Esa noche no ocurrió nada más, salvo que Meiklejohn estuvo levantado el tiempo suficiente para embriagarse de nuevo. Aunque invitó a Casher a beber con él, eludió el tema de la muchacha, salvo en un estallido imprevisto:

—Déjalo para mañana. Franco y sincero, justo y honesto, claro y directo, así soy yo. Yo mismo te llevaré a Beauregard. Verás qué fácil es. Un cuchillo, ¿eh? Un joven que ha viajado tanto como tú debería saber qué hacer con un cuchillo. Y una muchacha. No muy corpulenta. Un trabajo fácil. No lo pienses más. ¿Quieres zumo de manzana con tu
byegarr
?

Casher había tomado tres píldoras anti intoxicantes antes de ir a beber con el ex señor, pero aun así no pudo mantener su ritmo. Con gravedad, gracia y gratitud aceptó el zumo de manzana.

Los pequeños tornados arreciaban alrededor de la casa. El ebrio Meiklejohn, ahora embarcado en historias de viejas injusticias que había sufrido en otros mundos, no les prestaba atención. En medio de la noche, a las nueve y cincuenta, Casher despertó solo en la silla, muy rígido e incómodo. Los robots debían de tener instrucciones permanentes en cuanto al administrador, pues al parecer lo habían llevado a la cama.

Casher arrastró los pies hasta su cuarto, maldijo el estruendo y se durmió de nuevo.

4

El día siguiente transcurrió de forma muy distinta.

El administrador estaba tan sobrio, animado y encantador como si jamás en la vida hubiera probado el alcohol.

Ordenó a los robots que llamaran a Casher para que desayunara con él.

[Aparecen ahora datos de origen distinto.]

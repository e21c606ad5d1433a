//! Reframe Editing Core
//!
//! The synchronous engine behind the editor:
//! - **Segments:** Piecewise source-time to visual-time remapping with
//!   per-segment speed and edge trimming
//! - **Keyframe tracks:** Frame-quantized animation curves with permanent
//!   boundary keyframes
//! - **Crop / Highlight:** Track specializations for reframing and overlays
//! - **Trim coordination:** Keeps both tracks valid across trim/de-trim
//! - **Clip editor / session:** The per-clip triple and the active-clip
//!   save/load transaction
//!
//! This crate is pure computation with no I/O, async, or platform
//! dependencies. Rejected edits return [`EditError`] and leave state
//! untouched.

pub mod crop;
pub mod editor;
pub mod error;
pub mod highlight;
pub mod segments;
pub mod session;
pub mod track;
pub mod trim;

pub use crop::CropTrack;
pub use editor::{ClipEditor, EditorSettings};
pub use error::{EditError, EditResult};
pub use highlight::{HighlightStyle, HighlightTrack};
pub use segments::{Segment, SegmentModel};
pub use session::EditSession;
pub use track::{KeyframeTrack, RemoveOutcome};
pub use trim::{TrimAwareTrack, TrimEdge, TrimTransition};
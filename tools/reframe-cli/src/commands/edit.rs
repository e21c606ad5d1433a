//! Apply a single edit to a clip and save the project.

use std::path::PathBuf;

use clap::Subcommand;

use reframe_common::config::AppConfig;
use reframe_editing_core::{ClipEditor, EditSession};
use reframe_project_model::{AspectRatio, CropRect, HighlightRegion, SourceMedia};

use super::{open_session, select_clip};

#[derive(Subcommand)]
pub enum EditOp {
    /// Add a clip to the project
    AddClip {
        /// Source media path, relative to the project root
        #[arg(long)]
        source: String,

        /// Display name (defaults to the file name)
        #[arg(long)]
        name: Option<String>,

        /// Source duration in seconds
        #[arg(long)]
        duration: f64,

        /// Source framerate (defaults to the configured value)
        #[arg(long)]
        fps: Option<f64>,

        #[arg(long, default_value = "1920")]
        width: u32,

        #[arg(long, default_value = "1080")]
        height: u32,
    },

    /// Remove the selected clip
    RemoveClip,

    /// Split the segment under a source time
    Split {
        /// Source time in seconds
        #[arg(long)]
        at: f64,
    },

    /// Merge a segment with the one after it
    Merge {
        #[arg(long)]
        segment: usize,
    },

    /// Change a segment's playback speed
    Speed {
        #[arg(long)]
        segment: usize,

        #[arg(long)]
        multiplier: f64,
    },

    /// Trim or restore an edge segment
    Trim {
        #[arg(long)]
        segment: usize,
    },

    /// Set the crop rectangle at a source time
    Crop {
        #[arg(long)]
        at: f64,
        #[arg(long)]
        x: f64,
        #[arg(long)]
        y: f64,
        #[arg(long)]
        width: f64,
        #[arg(long)]
        height: f64,
    },

    /// Delete the crop keyframe at a source time
    DeleteCrop {
        #[arg(long)]
        at: f64,
    },

    /// Place the highlight at a source time
    Highlight {
        #[arg(long)]
        at: f64,
        #[arg(long)]
        x: f64,
        #[arg(long)]
        y: f64,
        /// Radius in source pixels (defaults to the configured ratio)
        #[arg(long)]
        radius: Option<f64>,
        #[arg(long)]
        color: Option<String>,
        #[arg(long)]
        opacity: Option<f64>,
    },

    /// Delete the highlight keyframe at a source time
    DeleteHighlight {
        #[arg(long)]
        at: f64,
    },

    /// Turn the highlight on or off
    HighlightEnabled {
        #[arg(action = clap::ArgAction::Set)]
        enabled: bool,
    },

    /// Set how long the highlight lasts
    HighlightDuration {
        /// Seconds from the start of the source
        secs: f64,
    },

    /// Change the project's target aspect ratio
    Aspect {
        /// Ratio such as 9:16
        ratio: String,
    },
}

pub fn run(
    config: &AppConfig,
    path: PathBuf,
    clip: Option<String>,
    op: EditOp,
) -> anyhow::Result<()> {
    let (mut loaded, mut session) = open_session(config, &path)?;

    match op {
        EditOp::AddClip {
            source,
            name,
            duration,
            fps,
            width,
            height,
        } => {
            let name = name.unwrap_or_else(|| display_name(&source));
            let media = SourceMedia {
                path: source,
                duration_secs: duration,
                framerate: fps.unwrap_or(config.editor.framerate),
                width,
                height,
            };
            let id = session.add_clip(&name, media)?;
            println!("Added clip '{name}' [{id}]");
        }
        EditOp::RemoveClip => {
            let id = target_clip(&session, clip.as_deref())?;
            let removed = session.remove_clip(&id)?;
            println!("Removed clip '{}'", removed.name);
        }
        EditOp::Aspect { ratio } => {
            let aspect: AspectRatio = ratio
                .parse()
                .map_err(|e| anyhow::anyhow!("Invalid target aspect: {e}"))?;
            session.set_target_aspect(aspect);
            println!("Target aspect set to {aspect}");
        }
        op => {
            select_clip(&mut session, clip.as_deref())?;
            let editor = session
                .live_mut()
                .ok_or_else(|| anyhow::anyhow!("Project has no clips to edit"))?;
            apply_clip_op(editor, op)?;
        }
    }

    session.store_into(&mut loaded.project);
    loaded
        .save()
        .map_err(|e| anyhow::anyhow!("Failed to save project: {e}"))?;
    tracing::info!(project = %loaded.root.display(), "Project saved");

    Ok(())
}

fn apply_clip_op(editor: &mut ClipEditor, op: EditOp) -> anyhow::Result<()> {
    match op {
        EditOp::Split { at } => {
            let index = editor.add_boundary(at)?;
            println!("Split at {at:.3}s, new segment {index}");
        }
        EditOp::Merge { segment } => {
            editor.remove_boundary(segment)?;
            println!("Merged segment {segment} with segment {}", segment + 1);
        }
        EditOp::Speed {
            segment,
            multiplier,
        } => {
            editor.set_segment_speed(segment, multiplier)?;
            println!("Segment {segment} now plays at {multiplier}x");
        }
        EditOp::Trim { segment } => {
            let t = editor.toggle_trim(segment)?;
            let verb = if t.trimmed { "Trimmed" } else { "Restored" };
            println!(
                "{verb} segment {} ({:?} edge now at {:.3}s)",
                t.segment_index, t.edge, t.boundary
            );
        }
        EditOp::Crop {
            at,
            x,
            y,
            width,
            height,
        } => {
            editor.set_crop(at, CropRect::new(x, y, width, height));
            if let Some(rect) = editor.crop_at(editor.clamp_seek(at)) {
                println!(
                    "Crop at {at:.3}s: {:.1},{:.1} {:.1}x{:.1}",
                    rect.x, rect.y, rect.width, rect.height
                );
            }
        }
        EditOp::DeleteCrop { at } => {
            let outcome = editor.delete_crop_keyframe(at)?;
            println!("Crop keyframe at {at:.3}s: {outcome:?}");
        }
        EditOp::Highlight {
            at,
            x,
            y,
            radius,
            color,
            opacity,
        } => {
            let style = &editor.settings().highlight;
            let radius =
                radius.unwrap_or_else(|| f64::from(editor.source().height) * style.radius_ratio);
            let region = HighlightRegion {
                x,
                y,
                radius_x: radius,
                radius_y: radius,
                opacity: opacity.unwrap_or(style.opacity),
                color: color.unwrap_or_else(|| style.color.clone()),
            };
            editor.set_highlight(at, region);
            println!("Highlight keyframe set at {at:.3}s");
        }
        EditOp::DeleteHighlight { at } => {
            let outcome = editor.delete_highlight_keyframe(at)?;
            println!("Highlight keyframe at {at:.3}s: {outcome:?}");
        }
        EditOp::HighlightEnabled { enabled } => {
            editor.set_highlight_enabled(enabled);
            println!("Highlight {}", if enabled { "enabled" } else { "disabled" });
        }
        EditOp::HighlightDuration { secs } => {
            editor.set_highlight_duration(secs)?;
            println!("Highlight lasts {:.3}s", editor.highlight().duration());
        }
        EditOp::AddClip { .. } | EditOp::RemoveClip | EditOp::Aspect { .. } => {
            anyhow::bail!("not a clip edit")
        }
    }

    let segments = editor.segments();
    println!(
        "Clip '{}': {} segment(s), {:.3}s visible of {:.3}s",
        editor.name(),
        segments.segments().len(),
        segments.visual_duration(),
        segments.source_duration()
    );
    Ok(())
}

fn target_clip(session: &EditSession, clip: Option<&str>) -> anyhow::Result<String> {
    clip.or_else(|| session.live_id())
        .map(str::to_string)
        .ok_or_else(|| anyhow::anyhow!("Project has no clips"))
}

fn display_name(source: &str) -> String {
    std::path::Path::new(source)
        .file_stem()
        .and_then(|s| s.to_str())
        .unwrap_or(source)
        .to_string()
}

Dijo, a modo de saludo:

—Apuesto a que anoche creíste que estaba borracho.

—Bien... —murmuró Casher.

—Fiebre planetaria. Eso era. Fiebre planetaria. Un buen trago impide que se desarrolle demasiado. Veamos. Ahora son las tres sesenta. ¿Puedes estar listo para marcharnos a las cuatro?

Casher miró su reloj, que tenía las convencionales veinticuatro horas.

El administrador reparó en su expresión y se disculpó.

—¡Lo lamento! ¡Ha sido culpa mía, culpa mía! Te conseguiré de inmediato un reloj métrico. Diez horas por día, cien minutos por hora. Aquí, en Henriada somos muy progresistas.

Dio unas palmadas y ordenó que llevaran un reloj de pulsera al cuarto de Casher, y que el robot de reparación ajustara el reloj a los ritmos corporales de Casher.

—A las cuatro, pues —dijo, levantándose jovialmente de la mesa—. Vístete para viajar por vehículo terrestre. Los criados te indicarán cómo.

Ya había un hombre esperando en el cuarto de Casher. Tenía aspecto de hindú rechoncho, un anciano sabio como los que mostraban los libros de arqueología. Se inclinó cordialmente y dijo:

—Me llamo Gosigo. Soy un sin-memoria, habitante de este planeta, pero hoy seré tu guía y chofer desde aquí hasta la mansión de Beauregard.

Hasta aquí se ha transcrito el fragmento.